Problem requirements:
Copy each line from the records below in which the word "whole" is found.
*** Supplied data ***
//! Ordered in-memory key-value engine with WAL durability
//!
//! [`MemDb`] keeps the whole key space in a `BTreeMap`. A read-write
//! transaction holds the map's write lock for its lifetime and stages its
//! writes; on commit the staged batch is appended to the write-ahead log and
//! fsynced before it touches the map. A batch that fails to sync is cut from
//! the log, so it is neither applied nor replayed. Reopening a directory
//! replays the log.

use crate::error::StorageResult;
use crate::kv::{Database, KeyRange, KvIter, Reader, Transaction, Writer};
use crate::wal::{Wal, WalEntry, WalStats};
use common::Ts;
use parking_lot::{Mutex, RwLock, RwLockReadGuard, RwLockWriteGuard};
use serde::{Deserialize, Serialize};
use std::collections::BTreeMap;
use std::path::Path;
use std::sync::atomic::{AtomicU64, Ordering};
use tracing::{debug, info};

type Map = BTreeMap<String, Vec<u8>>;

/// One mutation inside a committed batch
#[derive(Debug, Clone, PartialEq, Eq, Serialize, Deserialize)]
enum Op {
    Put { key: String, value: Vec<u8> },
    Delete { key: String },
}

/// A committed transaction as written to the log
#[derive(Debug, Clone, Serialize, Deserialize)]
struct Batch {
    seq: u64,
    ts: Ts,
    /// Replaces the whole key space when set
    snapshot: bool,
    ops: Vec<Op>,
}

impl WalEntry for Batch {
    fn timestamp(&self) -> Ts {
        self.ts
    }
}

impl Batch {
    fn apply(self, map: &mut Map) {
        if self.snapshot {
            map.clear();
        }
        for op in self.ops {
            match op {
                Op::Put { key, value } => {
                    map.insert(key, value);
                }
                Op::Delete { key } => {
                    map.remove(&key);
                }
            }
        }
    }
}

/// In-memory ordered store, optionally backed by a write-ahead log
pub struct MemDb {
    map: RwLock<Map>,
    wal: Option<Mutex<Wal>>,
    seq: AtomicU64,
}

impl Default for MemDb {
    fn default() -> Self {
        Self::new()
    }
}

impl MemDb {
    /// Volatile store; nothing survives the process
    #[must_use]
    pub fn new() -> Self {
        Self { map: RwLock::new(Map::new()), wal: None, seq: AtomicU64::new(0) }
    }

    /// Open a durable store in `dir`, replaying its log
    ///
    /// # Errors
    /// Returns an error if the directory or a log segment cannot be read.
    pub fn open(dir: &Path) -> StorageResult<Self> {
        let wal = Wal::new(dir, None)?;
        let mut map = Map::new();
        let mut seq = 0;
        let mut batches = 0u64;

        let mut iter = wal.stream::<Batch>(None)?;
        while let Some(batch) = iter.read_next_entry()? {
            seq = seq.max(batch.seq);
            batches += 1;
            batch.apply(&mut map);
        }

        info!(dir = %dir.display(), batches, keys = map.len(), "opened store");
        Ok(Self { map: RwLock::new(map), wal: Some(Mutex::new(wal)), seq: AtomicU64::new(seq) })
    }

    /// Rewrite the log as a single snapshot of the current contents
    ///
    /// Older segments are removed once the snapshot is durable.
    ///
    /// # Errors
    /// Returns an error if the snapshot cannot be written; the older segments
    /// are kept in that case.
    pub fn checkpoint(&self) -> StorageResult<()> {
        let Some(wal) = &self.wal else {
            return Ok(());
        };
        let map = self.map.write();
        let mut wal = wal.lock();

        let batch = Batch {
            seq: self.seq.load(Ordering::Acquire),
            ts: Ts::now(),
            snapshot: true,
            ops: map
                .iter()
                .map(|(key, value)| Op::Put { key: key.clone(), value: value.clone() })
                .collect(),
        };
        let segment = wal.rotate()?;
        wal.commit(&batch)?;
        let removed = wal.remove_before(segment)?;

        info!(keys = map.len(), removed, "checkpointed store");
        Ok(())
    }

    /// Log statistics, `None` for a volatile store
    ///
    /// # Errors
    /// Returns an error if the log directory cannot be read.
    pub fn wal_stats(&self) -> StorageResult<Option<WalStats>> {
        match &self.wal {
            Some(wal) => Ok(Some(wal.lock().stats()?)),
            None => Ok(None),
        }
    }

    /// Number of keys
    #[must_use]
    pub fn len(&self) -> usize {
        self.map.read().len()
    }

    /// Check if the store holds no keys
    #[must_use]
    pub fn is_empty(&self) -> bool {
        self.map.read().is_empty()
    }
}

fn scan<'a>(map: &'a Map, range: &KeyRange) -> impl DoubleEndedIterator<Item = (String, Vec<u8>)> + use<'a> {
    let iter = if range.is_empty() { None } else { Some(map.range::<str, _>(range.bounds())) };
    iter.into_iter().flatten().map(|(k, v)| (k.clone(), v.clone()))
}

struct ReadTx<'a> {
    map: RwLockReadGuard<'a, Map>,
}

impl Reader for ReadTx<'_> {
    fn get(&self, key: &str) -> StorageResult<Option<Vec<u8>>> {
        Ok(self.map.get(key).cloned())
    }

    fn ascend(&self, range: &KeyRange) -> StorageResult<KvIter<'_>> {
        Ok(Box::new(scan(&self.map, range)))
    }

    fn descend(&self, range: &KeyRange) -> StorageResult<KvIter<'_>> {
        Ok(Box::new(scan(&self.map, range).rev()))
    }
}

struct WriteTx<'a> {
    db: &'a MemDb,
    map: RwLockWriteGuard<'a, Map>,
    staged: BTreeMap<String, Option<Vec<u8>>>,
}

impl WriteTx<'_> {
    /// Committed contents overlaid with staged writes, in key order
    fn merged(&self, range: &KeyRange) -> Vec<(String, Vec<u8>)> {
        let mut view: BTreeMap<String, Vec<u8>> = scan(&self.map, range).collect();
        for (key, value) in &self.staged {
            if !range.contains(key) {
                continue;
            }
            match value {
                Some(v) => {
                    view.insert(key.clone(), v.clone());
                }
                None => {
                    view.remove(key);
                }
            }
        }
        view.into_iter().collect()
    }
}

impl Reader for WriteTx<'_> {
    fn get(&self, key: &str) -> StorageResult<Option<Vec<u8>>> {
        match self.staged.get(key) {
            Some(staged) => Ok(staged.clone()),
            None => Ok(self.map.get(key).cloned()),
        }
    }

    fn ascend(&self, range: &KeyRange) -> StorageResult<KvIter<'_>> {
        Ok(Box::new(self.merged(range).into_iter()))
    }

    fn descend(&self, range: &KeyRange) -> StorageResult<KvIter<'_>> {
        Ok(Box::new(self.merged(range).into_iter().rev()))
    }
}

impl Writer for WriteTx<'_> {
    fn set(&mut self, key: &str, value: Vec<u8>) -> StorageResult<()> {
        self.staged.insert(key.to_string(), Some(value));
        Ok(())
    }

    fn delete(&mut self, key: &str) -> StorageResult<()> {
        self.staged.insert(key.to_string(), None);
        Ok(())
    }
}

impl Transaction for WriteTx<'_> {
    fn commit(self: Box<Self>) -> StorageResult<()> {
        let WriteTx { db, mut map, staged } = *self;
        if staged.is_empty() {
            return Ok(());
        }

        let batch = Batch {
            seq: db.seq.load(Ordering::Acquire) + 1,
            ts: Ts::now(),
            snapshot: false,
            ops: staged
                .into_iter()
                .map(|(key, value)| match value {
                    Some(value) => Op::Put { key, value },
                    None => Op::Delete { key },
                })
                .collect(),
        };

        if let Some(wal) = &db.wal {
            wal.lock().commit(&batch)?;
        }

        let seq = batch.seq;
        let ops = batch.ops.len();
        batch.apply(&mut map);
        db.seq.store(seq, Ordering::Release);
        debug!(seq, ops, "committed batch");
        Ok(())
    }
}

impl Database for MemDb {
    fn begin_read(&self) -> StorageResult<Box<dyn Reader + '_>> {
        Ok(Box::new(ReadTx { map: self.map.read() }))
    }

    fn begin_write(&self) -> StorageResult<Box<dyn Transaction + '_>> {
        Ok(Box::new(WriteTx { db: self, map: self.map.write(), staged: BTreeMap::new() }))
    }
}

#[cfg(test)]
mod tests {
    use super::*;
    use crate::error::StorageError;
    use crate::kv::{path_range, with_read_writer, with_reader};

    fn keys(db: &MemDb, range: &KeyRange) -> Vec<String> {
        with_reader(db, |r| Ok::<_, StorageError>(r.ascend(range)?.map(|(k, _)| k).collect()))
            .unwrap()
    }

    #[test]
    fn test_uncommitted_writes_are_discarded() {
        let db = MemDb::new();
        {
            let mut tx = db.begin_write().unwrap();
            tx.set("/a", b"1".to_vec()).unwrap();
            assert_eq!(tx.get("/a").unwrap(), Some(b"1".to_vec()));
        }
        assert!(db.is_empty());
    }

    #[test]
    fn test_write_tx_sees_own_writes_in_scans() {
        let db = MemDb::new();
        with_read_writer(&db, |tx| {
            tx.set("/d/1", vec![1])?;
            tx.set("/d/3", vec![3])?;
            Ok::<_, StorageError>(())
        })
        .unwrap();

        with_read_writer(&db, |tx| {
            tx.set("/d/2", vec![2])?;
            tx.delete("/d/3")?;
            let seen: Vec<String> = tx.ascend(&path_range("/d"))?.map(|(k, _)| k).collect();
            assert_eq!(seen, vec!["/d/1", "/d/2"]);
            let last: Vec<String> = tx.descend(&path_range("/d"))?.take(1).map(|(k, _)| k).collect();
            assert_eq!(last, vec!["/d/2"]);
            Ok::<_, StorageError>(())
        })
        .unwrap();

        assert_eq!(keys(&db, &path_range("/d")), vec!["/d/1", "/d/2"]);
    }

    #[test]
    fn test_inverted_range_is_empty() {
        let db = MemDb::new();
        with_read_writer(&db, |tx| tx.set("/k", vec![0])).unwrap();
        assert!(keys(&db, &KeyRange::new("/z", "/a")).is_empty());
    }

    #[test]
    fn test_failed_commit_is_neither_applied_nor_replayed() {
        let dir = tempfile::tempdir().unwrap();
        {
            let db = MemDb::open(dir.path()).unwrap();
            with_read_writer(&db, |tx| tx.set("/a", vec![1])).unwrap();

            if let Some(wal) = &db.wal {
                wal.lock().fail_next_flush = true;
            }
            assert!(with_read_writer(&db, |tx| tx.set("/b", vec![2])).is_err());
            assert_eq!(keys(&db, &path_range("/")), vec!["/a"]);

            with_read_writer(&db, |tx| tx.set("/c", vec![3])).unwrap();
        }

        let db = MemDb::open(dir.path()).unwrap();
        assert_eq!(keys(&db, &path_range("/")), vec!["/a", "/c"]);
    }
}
*** End of Supplied data ***
Reply:
//! [`MemDb`] keeps the whole key space in a `BTreeMap`. A read-write
    /// Replaces the whole key space when set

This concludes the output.